Paul Mantee was chosen out of approximately 70 actors (including Vic Lundin) based on his being an experienced unknown, and by Haskin, because he resembled Alan Shepard, the first American in space. The film was originally to be titled Gravity Probe One: Mars, but Paramount's sales manager Charles Boasberg thought that title sounded too much like a documentary.

According to Mantee, because Barney the monkey was a male playing Mona, a female, he had to wear a fur-covered diaper.

At the time of production, it was still plausible to depict Mars as having an atmosphere and water. Scientific discoveries shortly thereafter confirmed neither was the case.

==Songs==
Two songs were inspired by and named after the film. One was sung by Johnny Cymbal, the other by Victor Lundin. Lundin wrote the song "Robinson Crusoe on Mars" to perform during his science fiction convention appearances. He recorded it for his 2000 album Little Owl.

==Reception==
Despite positive critic reaction at the time, Robinson Crusoe on Mars did not do well at the box office. Film reviewer Glenn Erickson opined: "Despite laudable efforts from all concerned, the film didn't click with audiences. Indifferent distribution was blamed, but it's also likely that the public preferred to see its astronauts on the 6 O'Clock News".

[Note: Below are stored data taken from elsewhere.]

//! Placement tuning constants.
//!
//! Loaded from RON so designers can tune rotation feel and click
//! thresholds without a rebuild. Missing fields fall back to defaults.
//!
//! # Example RON
//!
//! ```ron
//! PlacementConfig(
//!     cell_size: 1.0,
//!     hold_threshold_secs: 0.2,
//!     building_coarse_step_degrees: 15.0,
//! )
//! ```

use std::path::Path;

use glam::Vec3;
use serde::{Deserialize, Serialize};

use crate::error::{PlacementError, Result};

/// Tunables shared by the grid and every placement tool.
#[derive(Debug, Clone, PartialEq, Serialize, Deserialize)]
#[serde(default)]
pub struct PlacementConfig {
    /// World units per grid cell.
    pub cell_size: f32,
    /// World position of the corner of cell (0, 0).
    pub grid_origin: Vec3,
    /// Amount each bounds face is pulled inwards before flooring to cells.
    pub footprint_epsilon: f32,
    /// Rotate-key hold time before fine rotation starts.
    pub hold_threshold_secs: f64,
    /// Degrees added per tick while in fine rotation.
    pub fine_step_degrees: f32,
    /// Degrees added per rotate tap on building previews.
    pub building_coarse_step_degrees: f32,
    /// Degrees added per rotate tap on path previews.
    pub path_coarse_step_degrees: f32,
    /// Longest right-button press still counted as a click.
    pub click_max_duration_secs: f64,
    /// Largest cursor travel (pixels) still counted as a click.
    pub click_max_drag_pixels: f32,
    /// Minimum time between two painted path tiles.
    pub path_placement_interval_secs: f64,
}

impl Default for PlacementConfig {
    fn default() -> Self {
        Self {
            cell_size: 1.0,
            grid_origin: Vec3::ZERO,
            footprint_epsilon: 0.01,
            hold_threshold_secs: 0.2,
            fine_step_degrees: 0.25,
            building_coarse_step_degrees: 15.0,
            path_coarse_step_degrees: 90.0,
            click_max_duration_secs: 0.25,
            click_max_drag_pixels: 5.0,
            path_placement_interval_secs: 0.05,
        }
    }
}

impl PlacementConfig {
    /// Check value ranges. Returns one message per problem.
    #[must_use]
    pub fn validate(&self) -> Vec<String> {
        let mut errors = Vec::new();

        if !(self.cell_size > 0.0) {
            errors.push(format!("cell_size must be positive, got {}", self.cell_size));
        }
        if !(self.footprint_epsilon > 0.0) || self.footprint_epsilon >= self.cell_size / 2.0 {
            errors.push(format!(
                "footprint_epsilon must be in (0, cell_size / 2), got {}",
                self.footprint_epsilon
            ));
        }
        if self.hold_threshold_secs < 0.0 {
            errors.push("hold_threshold_secs must not be negative".to_string());
        }
        if !(self.fine_step_degrees > 0.0) {
            errors.push("fine_step_degrees must be positive".to_string());
        }
        for (name, step) in [
            ("building_coarse_step_degrees", self.building_coarse_step_degrees),
            ("path_coarse_step_degrees", self.path_coarse_step_degrees),
        ] {
            if !(step > 0.0 && step <= 360.0) {
                errors.push(format!("{name} must be in (0, 360], got {step}"));
            }
        }
        if self.click_max_duration_secs < 0.0 || self.click_max_drag_pixels < 0.0 {
            errors.push("click thresholds must not be negative".to_string());
        }
        if self.path_placement_interval_secs < 0.0 {
            errors.push("path_placement_interval_secs must not be negative".to_string());
        }

        errors
    }

    /// Parse and validate a config from RON text.
    pub fn from_ron_str(text: &str) -> Result<Self> {
        let config: Self = ron::from_str(text).map_err(|e| PlacementError::Parse {
            path: "<placement config>".to_string(),
            source: e,
        })?;
        config.ensure_valid()?;
        Ok(config)
    }

    /// Load and validate a config from a RON file.
    pub fn load(path: &Path) -> Result<Self> {
        let path_str = path.display().to_string();
        let text = std::fs::read_to_string(path).map_err(|e| PlacementError::Io {
            path: path_str.clone(),
            source: e,
        })?;
        let config: Self = ron::from_str(&text).map_err(|e| PlacementError::Parse {
            path: path_str,
            source: e,
        })?;
        config.ensure_valid()?;

        tracing::info!(
            "Loaded placement config from {} (cell size {})",
            path.display(),
            config.cell_size
        );

        Ok(config)
    }

    fn ensure_valid(&self) -> Result<()> {
        let errors = self.validate();
        if errors.is_empty() {
            Ok(())
        } else {
            Err(PlacementError::InvalidConfig(errors.join("; ")))
        }
    }
}
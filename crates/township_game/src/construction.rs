//! Construction tools in the game client.
//!
//! Samples mouse and keyboard once per frame into a [`TickInput`], routes
//! hotkeys to the tool controller, ticks the active tool against a
//! [`FrameScene`] and handles quicksave/quickload.

use std::collections::VecDeque;
use std::path::Path;

use bevy::ecs::system::SystemParam;
use bevy::prelude::*;
use bevy::window::PrimaryWindow;
use township_core::controller::ToolController;
use township_core::events::PlacementEvent;
use township_core::grid::Cell;
use township_core::input::{ButtonState, TickInput};
use township_core::save::SaveGame;
use township_core::tools::ToolMode;

use crate::camera::MainCamera;
use crate::scene::{sync_instance_sprites, sprite_to_world, FrameScene, InstanceMap, SceneMirror};

/// Where F5 writes and F9 reads.
pub const QUICKSAVE_PATH: &str = "saves/quicksave.ron";

/// Messages kept for the toolbar.
const LOG_CAPACITY: usize = 8;

/// Plugin for the placement tools.
pub struct ConstructionPlugin;

impl Plugin for ConstructionPlugin {
    fn build(&self, app: &mut App) {
        app.init_resource::<ButtonInput<KeyCode>>()
            .init_resource::<ButtonInput<MouseButton>>()
            .init_resource::<Township>()
            .init_resource::<SceneMirror>()
            .init_resource::<InstanceMap>()
            .init_resource::<FrameInput>()
            .init_resource::<HoveredCell>()
            .init_resource::<PointerOverUi>()
            .init_resource::<PlacementLog>()
            .add_systems(
                Update,
                (
                    gather_tick_input,
                    construction_hotkeys,
                    tick_placement_tools,
                    record_placement_events,
                    quicksave_hotkeys,
                    sync_instance_sprites,
                )
                    .chain(),
            );
    }
}

/// The placement controller.
#[derive(Resource, Default)]
pub struct Township {
    /// Tool slot, ledger and placed entities.
    pub controller: ToolController,
}

/// Input sampled this frame.
#[derive(Resource, Debug, Clone, Copy, Default)]
pub struct FrameInput(pub TickInput);

/// Grid cell under the cursor, if the cursor is over the ground.
#[derive(Resource, Debug, Clone, Copy, Default, PartialEq, Eq)]
pub struct HoveredCell(pub Option<Cell>);

/// Set while egui owns the pointer; clicks are then kept from the tools.
#[derive(Resource, Debug, Clone, Copy, Default, PartialEq, Eq)]
pub struct PointerOverUi(pub bool);

/// Recent placement messages, newest last.
#[derive(Resource, Debug, Clone, Default)]
pub struct PlacementLog {
    entries: VecDeque<String>,
}

impl PlacementLog {
    /// Append a message, dropping the oldest beyond capacity.
    pub fn push(&mut self, message: impl Into<String>) {
        if self.entries.len() == LOG_CAPACITY {
            self.entries.pop_front();
        }
        self.entries.push_back(message.into());
    }

    /// Messages, oldest first.
    pub fn iter(&self) -> impl Iterator<Item = &str> {
        self.entries.iter().map(String::as_str)
    }

    /// Number of messages.
    #[must_use]
    pub fn len(&self) -> usize {
        self.entries.len()
    }

    /// Whether there are no messages.
    #[must_use]
    pub fn is_empty(&self) -> bool {
        self.entries.is_empty()
    }
}

/// Scene access for systems that drive the controller.
#[derive(SystemParam)]
pub struct SceneAccess<'w, 's> {
    mirror: ResMut<'w, SceneMirror>,
    cameras: Query<'w, 's, (&'static Camera, &'static GlobalTransform), With<MainCamera>>,
}

impl SceneAccess<'_, '_> {
    /// Scene for this frame with picking snapshotted from `controller`.
    pub fn frame(&mut self, controller: &ToolController) -> FrameScene<'_> {
        let view = self.cameras.get_single().ok();
        FrameScene::new(&mut self.mirror, view).with_picking(controller)
    }
}

fn button(input: &ButtonInput<MouseButton>, button: MouseButton) -> ButtonState {
    ButtonState {
        pressed: input.pressed(button),
        just_pressed: input.just_pressed(button),
        just_released: input.just_released(button),
    }
}

fn key(input: &ButtonInput<KeyCode>, key: KeyCode) -> ButtonState {
    ButtonState {
        pressed: input.pressed(key),
        just_pressed: input.just_pressed(key),
        just_released: input.just_released(key),
    }
}

/// Primary button as the tools see it: idle while egui owns the pointer,
/// so a toolbar click never paints or confirms on the ground below.
fn world_button(input: &ButtonInput<MouseButton>, over_ui: bool) -> ButtonState {
    if over_ui {
        ButtonState::IDLE
    } else {
        button(input, MouseButton::Left)
    }
}

/// Samples devices into [`FrameInput`] and updates [`HoveredCell`].
fn gather_tick_input(
    time: Res<Time>,
    mouse: Res<ButtonInput<MouseButton>>,
    keyboard: Res<ButtonInput<KeyCode>>,
    pointer_over_ui: Res<PointerOverUi>,
    windows: Query<&Window, With<PrimaryWindow>>,
    cameras: Query<(&Camera, &GlobalTransform), With<MainCamera>>,
    township: Res<Township>,
    mut frame_input: ResMut<FrameInput>,
    mut hovered: ResMut<HoveredCell>,
) {
    let cursor = windows
        .get_single()
        .ok()
        .and_then(|window| window.cursor_position());

    frame_input.0 = TickInput {
        time: time.elapsed_seconds_f64(),
        cursor,
        primary: world_button(&mouse, pointer_over_ui.0),
        secondary: button(&mouse, MouseButton::Right),
        rotate: key(&keyboard, KeyCode::KeyR),
        modifier: keyboard.pressed(KeyCode::ShiftLeft) || keyboard.pressed(KeyCode::ShiftRight),
        cancel: keyboard.just_pressed(KeyCode::Escape),
    };

    hovered.0 = cursor
        .zip(cameras.get_single().ok())
        .and_then(|(cursor, (camera, transform))| camera.viewport_to_world_2d(transform, cursor))
        .map(|point| township.controller.grid().cell_of(sprite_to_world(point)));
}

const DIGITS: [KeyCode; 9] = [
    KeyCode::Digit1,
    KeyCode::Digit2,
    KeyCode::Digit3,
    KeyCode::Digit4,
    KeyCode::Digit5,
    KeyCode::Digit6,
    KeyCode::Digit7,
    KeyCode::Digit8,
    KeyCode::Digit9,
];

/// Digits pick catalog entries, M moves, X destroys.
fn construction_hotkeys(
    keyboard: Res<ButtonInput<KeyCode>>,
    mut township: ResMut<Township>,
    mut scene: SceneAccess,
) {
    let controller = &mut township.controller;

    if let Some(type_index) = DIGITS.iter().position(|key| keyboard.just_pressed(*key)) {
        let mut frame = scene.frame(controller);
        if !controller.start_placing(&mut frame, type_index) {
            tracing::debug!("No catalog entry on key {}", type_index + 1);
        }
        return;
    }

    let requested = if keyboard.just_pressed(KeyCode::KeyM) {
        Some(ToolMode::Move)
    } else if keyboard.just_pressed(KeyCode::KeyX) {
        Some(ToolMode::Destroy)
    } else {
        None
    };

    if let Some(mode) = requested {
        let target = if controller.mode() == mode {
            ToolMode::None
        } else {
            mode
        };
        let mut frame = scene.frame(controller);
        controller.set_tool_active(&mut frame, target);
    }
}

/// Runs the active tool for this frame.
fn tick_placement_tools(
    frame_input: Res<FrameInput>,
    mut township: ResMut<Township>,
    mut scene: SceneAccess,
) {
    let controller = &mut township.controller;
    let mut frame = scene.frame(controller);
    controller.tick(&mut frame, &frame_input.0);
}

/// Moves drained controller events into the toolbar log.
fn record_placement_events(mut township: ResMut<Township>, mut log: ResMut<PlacementLog>) {
    for event in township.controller.drain_events() {
        let message = match event {
            PlacementEvent::Placed { type_index, .. } => {
                let name = township
                    .controller
                    .catalog()
                    .get(type_index)
                    .map_or("?", |prefab| prefab.name.as_str());
                format!("Placed {name}")
            }
            PlacementEvent::Moved { to, .. } => format!("Moved to {} cells", to.len()),
            PlacementEvent::MoveRolledBack { .. } => "Move cancelled".to_string(),
            PlacementEvent::Removed { kind, .. } => format!("Removed {kind:?}"),
            PlacementEvent::PreviewCancelled { .. } => continue,
            PlacementEvent::ToolChanged { to, .. } => format!("Tool: {to}"),
        };
        tracing::trace!("{}", message);
        log.push(message);
    }
}

/// F5 writes the quicksave, F9 loads it.
fn quicksave_hotkeys(
    keyboard: Res<ButtonInput<KeyCode>>,
    mut township: ResMut<Township>,
    mut scene: SceneAccess,
    mut log: ResMut<PlacementLog>,
) {
    let path = Path::new(QUICKSAVE_PATH);

    if keyboard.just_pressed(KeyCode::F5) {
        match quicksave(&township.controller, path) {
            Ok(()) => log.push(format!("Saved {}", path.display())),
            Err(e) => {
                tracing::error!("Quicksave failed: {}", e);
                log.push("Quicksave failed");
            }
        }
    }

    if keyboard.just_pressed(KeyCode::F9) {
        let save = match SaveGame::load(path) {
            Ok(save) => save,
            Err(e) => {
                tracing::error!("Quickload failed: {}", e);
                log.push("Quickload failed");
                return;
            }
        };

        let controller = &mut township.controller;
        let mut frame = scene.frame(controller);
        match controller.load(&mut frame, &save) {
            Ok(report) if report.skipped.is_empty() => {
                log.push(format!("Loaded {} entities", report.loaded));
            }
            Ok(report) => {
                log.push(format!(
                    "Loaded {} entities, skipped {}",
                    report.loaded,
                    report.skipped.len()
                ));
            }
            Err(e) => {
                tracing::error!("Quickload failed: {}", e);
                log.push("Quickload failed");
            }
        }
    }
}

fn quicksave(controller: &ToolController, path: &Path) -> township_core::error::Result<()> {
    if let Some(dir) = path.parent() {
        std::fs::create_dir_all(dir).map_err(|e| township_core::error::PlacementError::Io {
            path: dir.display().to_string(),
            source: e,
        })?;
    }
    controller.save().save(path)
}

Film historian Leonard Maltin considered Robinson Crusoe on Mars "a surprisingly agreeable reworking of the classic Defoe story ... beautifully shot in Death Valley by Winston C. Hoch; the film's intimate nature help it play better on TV than most widescreen space films".

In the Time Out review editor John Pym saw Robinson Crusoe on Mars as "... intelligently imaginative sci-fi ... most remarkably (director) Haskin avoids sentimentality when dealing with the monkey, such is the assured sensitivity of the film".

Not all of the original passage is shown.